BULLY BOY PRESS & CEDRIC'S BIG MIX -- THE KOOL-AID TABLE
CELEBRITY IN CHIEF BARRY O IS HOPING AND PRAYING THAT HIS VACATION PUMPS UP HIS SAGGING POLL NUMBERS.
"I'M PLANNING ON DOING A LOT OF SHIRTLESS POSING," BARACK SAID REVEALING HIS GAME PLAN. "I'M ALSO CONSIDERING PACKING IT INTO A G-STRING AND 'ACCIDENTALLY' HAVING A LITTLE SPLIPPAGE. I FIGURE PEREZ HILTON AND TMZ WILL BE SINGING MY PRAISES THEN!"

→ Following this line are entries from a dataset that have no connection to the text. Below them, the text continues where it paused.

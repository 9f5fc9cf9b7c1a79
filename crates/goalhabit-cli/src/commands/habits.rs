use chrono::{Local, NaiveDate};
use clap::Subcommand;
use goalhabit_core::screen::{HabitFormScreen, HabitsScreen};
use goalhabit_core::{Cadence, Habit};

use super::{finish, print_json, repositories, CliResult};

#[derive(Subcommand)]
pub enum HabitsAction {
    /// List habits
    List,
    /// Create a habit
    Create {
        title: String,
        /// daily, every:N, week:K, month:K or K/N (K times per N days)
        #[arg(long, default_value = "daily")]
        cadence: Cadence,
    },
    /// Edit a habit
    Edit {
        id: i64,
        #[arg(long)]
        title: Option<String>,
        #[arg(long)]
        cadence: Option<Cadence>,
    },
    /// Delete a habit
    Delete { id: i64 },
    /// Check in for a day
    CheckIn {
        id: i64,
        /// Day to check in for (YYYY-MM-DD), today by default
        #[arg(long)]
        date: Option<NaiveDate>,
        /// Optional magnitude, e.g. pages read
        #[arg(long)]
        value: Option<i32>,
    },
}

pub async fn run(action: HabitsAction, json: bool) -> CliResult {
    let repos = repositories()?;

    match action {
        HabitsAction::List => {
            let mut screen = HabitsScreen::new(repos.habits);
            let ok = screen.load().await;
            finish(ok, &screen.state)?;
            print_habits(screen.habits(), json)?;
        }
        HabitsAction::Create { title, cadence } => {
            let mut form = HabitFormScreen::create(repos.habits);
            form.title = title;
            form.cadence = cadence;
            let ok = form.submit().await;
            finish(ok, &form.state)?;
            print_saved(form.state.data.as_ref(), json)?;
        }
        HabitsAction::Edit { id, title, cadence } => {
            let mut form = HabitFormScreen::edit(repos.habits, id).await;
            if form.state.has_error() {
                return finish(false, &form.state);
            }
            if let Some(title) = title {
                form.title = title;
            }
            if let Some(cadence) = cadence {
                form.cadence = cadence;
            }
            let ok = form.submit().await;
            finish(ok, &form.state)?;
            print_saved(form.state.data.as_ref(), json)?;
        }
        HabitsAction::Delete { id } => {
            let mut screen = HabitsScreen::new(repos.habits);
            let ok = screen.delete(id).await;
            finish(ok, &screen.state)?;
        }
        HabitsAction::CheckIn { id, date, value } => {
            let date = date.unwrap_or_else(|| Local::now().date_naive());
            let mut screen = HabitsScreen::new(repos.habits);
            let ok = screen.check_in(id, date, value).await;
            finish(ok, &screen.state)?;
        }
    }
    Ok(())
}

fn print_habits(habits: &[Habit], json: bool) -> CliResult {
    if json {
        return print_json(habits);
    }
    if habits.is_empty() {
        println!("No habits.");
    }
    for h in habits {
        println!("{:>4}  {}  ({})", h.id, h.title, h.cadence);
    }
    Ok(())
}

fn print_saved(habit: Option<&Habit>, json: bool) -> CliResult {
    match habit {
        Some(h) if json => print_json(h),
        Some(h) => {
            println!("Habit saved: {} (id {}, {})", h.title, h.id, h.cadence);
            Ok(())
        }
        None => Ok(()),
    }
}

MEANWHILE WOULD SOMEONE PLEASE TELL DAVID ROBERTS OF GRIST MAGAZINE THAT CALLING BARACK THE NAME HE DID WAS RACIST?
FROM THE TCI WIRE:
Today in Iraq, the media's attention is drawn to Kut. Outside the city, two bus bombings took place. Reuters says 11 are dead and, citing police sources, that the number may be 20. Al Jazeera gives the number wounded as twenty-five. BBC says the police are now insisting the death toll is 11. Marc Santora (New York Times) quotes bus passenger, Minem Salman stating, "I managed to get out from the window but all the others were burning. I couldn't help them." AFP states that the bombings took place "within half an hour of each other" and quotes police Lt Mohammed Fadhil stating they were sticky bombs. CBS and AP have the bombs exploding "minutes apart". Mohammed Al Dulaimy (McClatchy Newspapers) adds that a Baghdad roadside bombing left four police officers wounded.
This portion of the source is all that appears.